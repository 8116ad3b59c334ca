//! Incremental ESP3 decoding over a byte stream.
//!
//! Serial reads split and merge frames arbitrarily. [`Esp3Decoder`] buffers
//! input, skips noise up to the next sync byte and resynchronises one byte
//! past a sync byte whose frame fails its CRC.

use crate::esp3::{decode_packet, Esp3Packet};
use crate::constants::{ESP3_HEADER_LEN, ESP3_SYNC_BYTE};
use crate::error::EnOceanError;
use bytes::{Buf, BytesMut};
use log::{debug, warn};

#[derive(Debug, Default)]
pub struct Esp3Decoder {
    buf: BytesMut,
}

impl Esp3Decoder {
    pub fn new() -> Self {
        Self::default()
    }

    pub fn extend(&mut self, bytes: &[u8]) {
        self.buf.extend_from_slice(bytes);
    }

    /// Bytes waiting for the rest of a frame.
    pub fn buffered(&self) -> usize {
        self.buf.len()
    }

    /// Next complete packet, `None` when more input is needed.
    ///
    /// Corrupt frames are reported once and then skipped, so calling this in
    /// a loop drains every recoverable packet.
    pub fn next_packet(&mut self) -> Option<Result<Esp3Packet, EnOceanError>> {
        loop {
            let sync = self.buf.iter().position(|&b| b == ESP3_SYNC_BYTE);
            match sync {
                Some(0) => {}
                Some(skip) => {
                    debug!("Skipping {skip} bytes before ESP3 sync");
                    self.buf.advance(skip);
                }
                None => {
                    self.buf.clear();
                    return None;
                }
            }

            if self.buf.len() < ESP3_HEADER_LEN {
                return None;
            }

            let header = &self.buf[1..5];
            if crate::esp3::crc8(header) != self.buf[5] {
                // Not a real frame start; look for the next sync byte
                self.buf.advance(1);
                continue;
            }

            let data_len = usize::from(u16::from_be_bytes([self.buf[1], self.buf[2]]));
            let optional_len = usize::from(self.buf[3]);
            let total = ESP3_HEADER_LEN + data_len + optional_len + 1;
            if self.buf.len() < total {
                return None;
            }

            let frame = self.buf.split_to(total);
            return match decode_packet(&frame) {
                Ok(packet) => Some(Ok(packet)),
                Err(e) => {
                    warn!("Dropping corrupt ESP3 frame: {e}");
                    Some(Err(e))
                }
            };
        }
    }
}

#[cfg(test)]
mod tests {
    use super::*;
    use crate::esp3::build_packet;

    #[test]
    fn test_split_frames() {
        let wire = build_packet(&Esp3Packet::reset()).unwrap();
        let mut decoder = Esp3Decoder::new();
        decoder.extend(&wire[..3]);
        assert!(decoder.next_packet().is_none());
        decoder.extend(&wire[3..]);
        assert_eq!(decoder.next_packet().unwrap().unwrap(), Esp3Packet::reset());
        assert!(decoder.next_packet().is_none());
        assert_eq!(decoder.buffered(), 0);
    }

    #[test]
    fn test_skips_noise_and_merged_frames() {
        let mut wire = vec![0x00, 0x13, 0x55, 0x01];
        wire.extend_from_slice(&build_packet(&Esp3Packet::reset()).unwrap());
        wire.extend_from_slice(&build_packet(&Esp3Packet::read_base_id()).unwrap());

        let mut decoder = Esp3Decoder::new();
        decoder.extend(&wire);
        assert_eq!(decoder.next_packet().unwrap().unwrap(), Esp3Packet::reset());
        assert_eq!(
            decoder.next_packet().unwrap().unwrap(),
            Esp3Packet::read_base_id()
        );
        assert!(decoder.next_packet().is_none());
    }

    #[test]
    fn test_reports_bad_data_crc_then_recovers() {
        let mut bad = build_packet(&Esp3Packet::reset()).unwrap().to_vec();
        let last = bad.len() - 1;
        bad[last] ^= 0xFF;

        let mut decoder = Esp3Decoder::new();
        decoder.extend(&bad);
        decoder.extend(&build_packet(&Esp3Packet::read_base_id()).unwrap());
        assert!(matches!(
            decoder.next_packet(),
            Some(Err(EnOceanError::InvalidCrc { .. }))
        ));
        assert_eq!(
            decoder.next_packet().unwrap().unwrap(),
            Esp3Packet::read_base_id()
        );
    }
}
-- -- --
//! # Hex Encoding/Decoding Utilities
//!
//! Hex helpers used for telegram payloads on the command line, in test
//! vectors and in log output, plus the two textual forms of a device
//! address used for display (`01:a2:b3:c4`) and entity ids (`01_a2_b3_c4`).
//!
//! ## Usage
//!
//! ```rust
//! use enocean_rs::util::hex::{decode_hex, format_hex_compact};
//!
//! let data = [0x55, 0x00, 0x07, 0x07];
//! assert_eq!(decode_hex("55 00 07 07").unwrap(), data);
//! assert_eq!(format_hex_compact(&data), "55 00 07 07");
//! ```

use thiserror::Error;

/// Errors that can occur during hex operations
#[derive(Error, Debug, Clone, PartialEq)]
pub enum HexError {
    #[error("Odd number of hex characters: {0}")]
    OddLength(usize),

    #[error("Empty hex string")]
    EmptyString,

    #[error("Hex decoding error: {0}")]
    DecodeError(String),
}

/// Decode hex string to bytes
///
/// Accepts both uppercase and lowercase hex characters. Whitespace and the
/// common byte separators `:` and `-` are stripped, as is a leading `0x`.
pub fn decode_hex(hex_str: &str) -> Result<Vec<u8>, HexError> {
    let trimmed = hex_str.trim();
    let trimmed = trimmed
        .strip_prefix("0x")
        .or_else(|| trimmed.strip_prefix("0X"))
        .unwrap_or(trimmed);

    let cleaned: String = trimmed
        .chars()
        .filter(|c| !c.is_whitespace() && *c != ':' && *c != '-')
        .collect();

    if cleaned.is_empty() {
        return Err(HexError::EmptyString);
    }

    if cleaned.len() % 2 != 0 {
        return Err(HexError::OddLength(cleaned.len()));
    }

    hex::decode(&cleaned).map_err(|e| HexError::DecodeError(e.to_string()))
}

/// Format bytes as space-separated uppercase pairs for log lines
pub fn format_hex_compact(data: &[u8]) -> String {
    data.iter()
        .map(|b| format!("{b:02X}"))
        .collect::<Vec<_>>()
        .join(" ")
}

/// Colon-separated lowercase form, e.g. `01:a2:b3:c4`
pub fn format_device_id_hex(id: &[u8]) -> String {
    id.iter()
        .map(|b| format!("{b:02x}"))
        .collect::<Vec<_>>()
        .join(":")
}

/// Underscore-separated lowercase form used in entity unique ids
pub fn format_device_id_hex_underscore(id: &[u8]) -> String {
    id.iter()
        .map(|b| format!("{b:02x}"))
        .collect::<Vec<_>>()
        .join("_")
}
-- -- --
WHAT TO PRODUCE: Beginning with the line that has "during hex operations" and ending with the line that has "let trimmed = hex_str.trim();", set down the lines above exactly and include no others.

ANSWER FOR THIS EXERCISE:
/// Errors that can occur during hex operations
#[derive(Error, Debug, Clone, PartialEq)]
pub enum HexError {
    #[error("Odd number of hex characters: {0}")]
    OddLength(usize),

    #[error("Empty hex string")]
    EmptyString,

    #[error("Hex decoding error: {0}")]
    DecodeError(String),
}

/// Decode hex string to bytes
///
/// Accepts both uppercase and lowercase hex characters. Whitespace and the
/// common byte separators `:` and `-` are stripped, as is a leading `0x`.
pub fn decode_hex(hex_str: &str) -> Result<Vec<u8>, HexError> {
    let trimmed = hex_str.trim();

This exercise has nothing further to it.